Carbonite acquisition bears fruit
Despite the coronavirus pandemic, OpenText's complex product roadmap remained mostly intact this year. A few things moved up in priority because of the acceleration of digital commerce and the world's massive overnight transition to remote work, said Muhi Majzoub, executive vice president and chief product officer at OpenText.
Nick BarberAnalyst, Forrester Research
Immediately after the pandemic shut down in-person business, the company integrated digital signatures for documents, Majzoub said. Previously, it had been available in certain applications such as Documentum and Core Share, a document collaboration tool. The service enables customers to deploy e-signatures in applications outside of the OpenText ecosystem, too.
"When the lockdown began in March and we and all our customers went home and became virtual workers, we felt the need to accelerate delivering a standalone e-signature product and microservice," Majzoub said. "Customers were building applications and needed that service."
Also higher in the mix were endpoint security management and backup tools created from OpenText's $1.42 billion Carbonite acquisition in January. Majzoub said that OpenText itself pushed out the tools to all employees when the pandemic sent workers home. Another acquisition that took place a little over a month later, XMedius, manifested in new OpenText cloud voice, unified communications, text and fax-over-internet features to enable remote work collaboration and customer communications.
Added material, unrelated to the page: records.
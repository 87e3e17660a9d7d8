//! Decides which pages to rasterize, in what order and at what quality.
//!
//! The scheduler never talks to the document source itself. Each call returns
//! the [`RenderJob`]s that should be issued now; the runtime executes them and
//! reports back through [`RenderScheduler::complete`]. Work is tracked per
//! `(page, quality)` so the same render is never requested twice while one is
//! in flight.

use super::cache::{PageArtifact, Quality, RenderCache};
use crate::config::RenderConfig;
use crate::error::{ReaderError, SourceError};
use serde::Serialize;
use std::collections::{BTreeMap, HashSet, VecDeque};
use std::time::Duration;
use tracing::{debug, info, warn};
use ts_rs::TS;

/// Why a render was requested. Only affects bookkeeping and logging; issue
/// order is what establishes priority.
#[derive(Debug, Clone, Copy, PartialEq, Eq)]
pub enum Priority {
    /// Fast first content right after open, rendered one page at a time.
    Preload,
    /// Pages around the one the animator is showing.
    Neighborhood,
    /// Preloaded pages lifted from preview to standard.
    Upgrade,
    Background,
    Retry,
    OnDemand,
}

#[derive(Debug, Clone, PartialEq)]
pub struct RenderJob {
    pub generation: u64,
    pub page: usize,
    pub quality: Quality,
    pub scale: f32,
    pub priority: Priority,
}

/// Result of an explicit [`RenderScheduler::render`] call.
#[derive(Debug, Clone, PartialEq)]
pub enum RenderRequest {
    /// An artifact of equal or higher quality is already resident.
    Resident(PageArtifact),
    Issued(RenderJob),
    /// A render of equal or higher quality is already in flight.
    Pending,
    OutOfRange,
}

#[derive(Debug)]
pub enum Completion {
    /// The cache changed; the displayed surface should be swapped.
    Stored(PageArtifact),
    /// A better artifact was already resident, or the request was cancelled.
    Unchanged,
    Failed(ReaderError),
}

#[derive(Debug, Clone, PartialEq, Eq, Serialize, TS)]
#[serde(tag = "state", rename_all = "snake_case")]
#[ts(export)]
pub enum PageStatus {
    Pending,
    Rendering,
    Ready { quality: Quality },
    /// Shown as a placeholder with a retry action.
    Failed { reason: String },
}

pub struct RenderScheduler {
    generation: u64,
    page_count: usize,
    config: RenderConfig,
    cache: RenderCache,
    in_flight: HashSet<(usize, Quality)>,
    failed: BTreeMap<usize, String>,
    queue: VecDeque<usize>,
    queued: HashSet<usize>,
    background_in_flight: usize,
    background_armed: bool,
}

impl RenderScheduler {
    pub fn new(generation: u64, page_count: usize, config: RenderConfig) -> Self {
        Self {
            generation,
            page_count: page_count.max(1),
            config,
            cache: RenderCache::new(),
            in_flight: HashSet::new(),
            failed: BTreeMap::new(),
            queue: VecDeque::new(),
            queued: HashSet::new(),
            background_in_flight: 0,
            background_armed: false,
        }
    }

    pub fn generation(&self) -> u64 {
        self.generation
    }

    pub fn page_count(&self) -> usize {
        self.page_count
    }

    pub fn cache(&self) -> &RenderCache {
        &self.cache
    }

    pub fn artifact(&self, page: usize) -> Option<&PageArtifact> {
        self.cache.get(page)
    }

    pub fn in_range(&self, page: usize) -> bool {
        (1..=self.page_count).contains(&page)
    }

    pub fn is_failed(&self, page: usize) -> bool {
        self.failed.contains_key(&page)
    }

    pub fn queued_len(&self) -> usize {
        self.queue.len()
    }

    pub fn in_flight_len(&self) -> usize {
        self.in_flight.len()
    }

    pub fn status(&self, page: usize) -> PageStatus {
        if let Some(reason) = self.failed.get(&page) {
            return PageStatus::Failed {
                reason: reason.clone(),
            };
        }
        if let Some(quality) = self.cache.quality(page) {
            return PageStatus::Ready { quality };
        }
        if self.in_flight.iter().any(|(p, _)| *p == page) {
            return PageStatus::Rendering;
        }
        PageStatus::Pending
    }

    fn in_flight_at_least(&self, page: usize, quality: Quality) -> bool {
        Quality::ALL
            .iter()
            .filter(|candidate| **candidate >= quality)
            .any(|candidate| self.in_flight.contains(&(page, *candidate)))
    }

    /// True when neither the cache nor an in-flight request covers `quality`.
    fn needs(&self, page: usize, quality: Quality) -> bool {
        !self.cache.has_at_least(page, quality) && !self.in_flight_at_least(page, quality)
    }

    fn issue(&mut self, page: usize, quality: Quality, priority: Priority) -> RenderJob {
        self.in_flight.insert((page, quality));
        if priority == Priority::Background {
            self.background_in_flight += 1;
        }
        debug!(
            page,
            %quality,
            ?priority,
            generation = self.generation,
            "Issuing page render"
        );
        RenderJob {
            generation: self.generation,
            page,
            quality,
            scale: self.config.scale_for(quality),
            priority,
        }
    }

    /// Idempotent single-page render request.
    pub fn render(&mut self, page: usize, quality: Quality) -> RenderRequest {
        if !self.in_range(page) {
            return RenderRequest::OutOfRange;
        }
        if let Some(artifact) = self.cache.get(page) {
            if artifact.quality >= quality {
                return RenderRequest::Resident(artifact.clone());
            }
        }
        if self.in_flight_at_least(page, quality) {
            return RenderRequest::Pending;
        }
        RenderRequest::Issued(self.issue(page, quality, Priority::OnDemand))
    }

    /// Jobs that bring `[center - radius, center + radius]` up to standard
    /// quality, nearest pages first. Failed pages wait for an explicit retry.
    pub fn ensure_neighborhood(&mut self, center: usize, radius: usize) -> Vec<RenderJob> {
        let center = center.clamp(1, self.page_count);
        let mut pages = vec![center];
        for distance in 1..=radius {
            if let Some(before) = center.checked_sub(distance).filter(|p| *p >= 1) {
                pages.push(before);
            }
            let after = center + distance;
            if after <= self.page_count {
                pages.push(after);
            }
        }

        let mut jobs = Vec::new();
        for page in pages {
            if self.is_failed(page) || !self.needs(page, Quality::Standard) {
                continue;
            }
            jobs.push(self.issue(page, Quality::Standard, Priority::Neighborhood));
        }
        jobs
    }

    /// First phase after open: preview renders for the leading pages. The
    /// runtime issues these one after another so page 1 lands first.
    pub fn preload_plan(&mut self) -> Vec<RenderJob> {
        let last = self.config.preload_pages.min(self.page_count);
        (1..=last)
            .filter(|page| self.needs(*page, Quality::Preview))
            .collect::<Vec<_>>()
            .into_iter()
            .map(|page| self.issue(page, Quality::Preview, Priority::Preload))
            .collect()
    }

    /// Second phase after open: neighborhood at standard, the remaining
    /// preloaded pages upgraded to standard, then every page queued for a
    /// high-quality background pass.
    pub fn after_preload(&mut self, center: usize) -> Vec<RenderJob> {
        let mut jobs = self.ensure_neighborhood(center, self.config.neighborhood_radius);
        let last = self.config.preload_pages.min(self.page_count);
        for page in 1..=last {
            if self.is_failed(page) || !self.needs(page, Quality::Standard) {
                continue;
            }
            jobs.push(self.issue(page, Quality::Standard, Priority::Upgrade));
        }
        self.enqueue_background(1..=self.page_count);
        info!(
            generation = self.generation,
            immediate = jobs.len(),
            queued = self.queue.len(),
            "Preload finished; upgrading and queueing background renders"
        );
        jobs
    }

    /// Append pages to the FIFO background queue. Pages already queued keep
    /// their position.
    pub fn enqueue_background(&mut self, pages: impl IntoIterator<Item = usize>) {
        for page in pages {
            if self.in_range(page) && self.queued.insert(page) {
                self.queue.push_back(page);
            }
        }
    }

    /// Delay before the next background batch, if one should be scheduled
    /// now. Only one batch is ever armed or running at a time.
    pub fn arm_background(&mut self) -> Option<Duration> {
        if self.background_armed || self.background_in_flight > 0 || self.queue.is_empty() {
            return None;
        }
        self.background_armed = true;
        Some(self.config.background_delay())
    }

    /// Pop up to `background_batch_size` pages that still need a
    /// high-quality render.
    pub fn next_batch(&mut self) -> Vec<RenderJob> {
        self.background_armed = false;
        let mut jobs = Vec::new();
        while jobs.len() < self.config.background_batch_size {
            let Some(page) = self.queue.pop_front() else {
                break;
            };
            self.queued.remove(&page);
            if self.is_failed(page) || !self.needs(page, Quality::High) {
                continue;
            }
            jobs.push(self.issue(page, Quality::High, Priority::Background));
        }
        if !jobs.is_empty() {
            debug!(
                generation = self.generation,
                batch = jobs.len(),
                remaining = self.queue.len(),
                "Dispatching background render batch"
            );
        }
        jobs
    }

    pub fn complete(
        &mut self,
        job: &RenderJob,
        result: Result<Vec<u8>, SourceError>,
    ) -> Completion {
        self.in_flight.remove(&(job.page, job.quality));
        if job.priority == Priority::Background {
            self.background_in_flight = self.background_in_flight.saturating_sub(1);
        }

        match result {
            Ok(image) => {
                self.failed.remove(&job.page);
                let artifact = PageArtifact::new(job.page, job.quality, image);
                let outcome = self.cache.store(artifact.clone());
                debug!(page = job.page, quality = %job.quality, ?outcome, "Page render finished");
                if outcome.changed() {
                    Completion::Stored(artifact)
                } else {
                    Completion::Unchanged
                }
            }
            Err(SourceError::Cancelled(stage)) => {
                debug!(page = job.page, stage, "Page render cancelled");
                Completion::Unchanged
            }
            Err(err) => {
                let reason = err.to_string();
                warn!(page = job.page, quality = %job.quality, "Page render failed: {reason}");
                if self.cache.get(job.page).is_none() {
                    self.failed.insert(job.page, reason.clone());
                }
                Completion::Failed(ReaderError::PageRenderFailed {
                    page: job.page,
                    reason,
                })
            }
        }
    }

    /// Clear a page's failed state and request it again at standard quality.
    pub fn retry(&mut self, page: usize) -> Option<RenderJob> {
        if !self.in_range(page) {
            return None;
        }
        self.failed.remove(&page);
        if !self.needs(page, Quality::Standard) {
            return None;
        }
        Some(self.issue(page, Quality::Standard, Priority::Retry))
    }
}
While OpenText scaled both of those vendors' previous offerings to bigger enterprise scale for its existing customer base, Forrester's Barber said OpenText can use Carbonite to court new users.
"It's not surprising that OpenText is eyeing that lucrative midmarket space," he said, adding that companies such as Adobe and Sitecore have turned their attention to medium-sized companies recently, as well as prospects for their respective customer experience platforms.
Some supply chain application support features moved up in the roadmap because of how the pandemic realigned business priorities, Majzoub said. One app in particular (see image, below) maps the progress of order delivery; B2B users of OpenText systems can transmit real-time data, pegged to a map, to their customers.
New tools mine vertical business
OpenText also released a vertical-specific SaaS information modeling tool for the construction industry in Content Cloud, following previous releases of life sciences data management tools.
Other large tech vendors such as Salesforce and Oracle are moving into verticals with new offerings, to simplify adoption of their technologies by addressing challenges common to an industry. Majzoub said many of OpenText's vertical-specific products are developed jointly with large customers, and then generalized for others in that sector.
"We had been in life sciences; that's one of the main reasons we acquired Documentum," Majzoub said, noting that some of the products OpenText released sprung from co-development projects with drug makers Novartis and Merck. "We have similar activities in construction, and oil and gas."